Moving Forward in Collaboration with the FDA
Looking ahead, Sarepta Therapeutics expressed its commitment to continuing a constructive dialogue with the FDA to resolve any outstanding concerns and ensure that ELEVIDYS remains available to patients who can benefit from it. The company said it remains focused on advancing shared goals with regulators: protecting patient safety, improving clinical outcomes, and enabling informed access to transformative treatments.
“At Sarepta Therapeutics, patient safety and well-being are always our top priority,” the company stated. “We are committed to upholding the highest safety standards for all of our therapies. This guides every decision we make.”
As part of its regulatory strategy, Sarepta Therapeutics is expected to pursue further label expansions for ELEVIDYS, potentially broadening its use to older and non-ambulant Duchenne patients, pending the outcome of additional clinical trials and safety assessments. Discussions around enhancing immunosuppression protocols also reflect the evolving understanding of how best to optimize gene therapy safety and efficacy.

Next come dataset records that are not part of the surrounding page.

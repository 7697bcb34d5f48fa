use rkyv::{Archive, Deserialize, Serialize};

use crate::geo;
use crate::model::{QueryID, Trip};

/// What a successful operation hands back.
#[derive(Debug, Clone, Archive, Serialize, Deserialize, PartialEq)]
#[archive(check_bytes)]
pub enum Payload {
    LoginOk { username: String },
    LoggedOut { username: String },
    UserRegistered { user_id: u64 },
    TripInserted { trip_id: u64 },
    TripsFound { query_id: QueryID, trips: Vec<Trip> },
}

#[derive(Debug, Clone, Archive, Serialize, Deserialize, PartialEq)]
#[archive(check_bytes)]
pub enum Failure {
    /// The provider refused the operation.
    OperationFailed(String),
    /// The provider has no behaviour for this operation.
    Unimplemented(String),
    /// A location involved in the operation has no coordinates.
    InvalidLocation,
    /// The command was cancelled while in flight.
    Cancelled,
}

/// The tagged result of exactly one operation. Produced once per command and
/// never modified afterwards.
#[derive(Debug, Clone, Archive, Serialize, Deserialize, PartialEq)]
#[archive(check_bytes)]
pub enum Outcome {
    Success(Payload),
    Failure(Failure),
}

impl Outcome {
    pub fn failed(reason: impl Into<String>) -> Self {
        Outcome::Failure(Failure::OperationFailed(reason.into()))
    }

    pub fn unimplemented(operation: &str) -> Self {
        Outcome::Failure(Failure::Unimplemented(operation.into()))
    }

    pub fn is_success(&self) -> bool {
        matches!(self, Outcome::Success(_))
    }

    pub fn payload(&self) -> Option<&Payload> {
        match self {
            Outcome::Success(payload) => Some(payload),
            Outcome::Failure(_) => None,
        }
    }

    pub fn failure(&self) -> Option<&Failure> {
        match self {
            Outcome::Success(_) => None,
            Outcome::Failure(failure) => Some(failure),
        }
    }
}

impl From<geo::Error> for Outcome {
    fn from(error: geo::Error) -> Self {
        match error {
            geo::Error::InvalidLocation => Outcome::Failure(Failure::InvalidLocation),
        }
    }
}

While the FDA’s request for a voluntary pause in shipments of ELEVIDYS for non-ambulatory patients represents a notable development, it does not signal a broader safety concern for the entire program, according to Sarepta. By responding swiftly and transparently, the company hopes to maintain trust with patients, caregivers, and the broader medical community.
Sarepta Therapeutics’s leadership in the gene therapy space remains grounded in rigorous science, a deep understanding of rare diseases, and a commitment to improving the lives of those affected by conditions like Duchenne. As regulatory discussions continue, the company is determined to ensure that families facing the devastating realities of muscular dystrophy are not left without hope—or without options.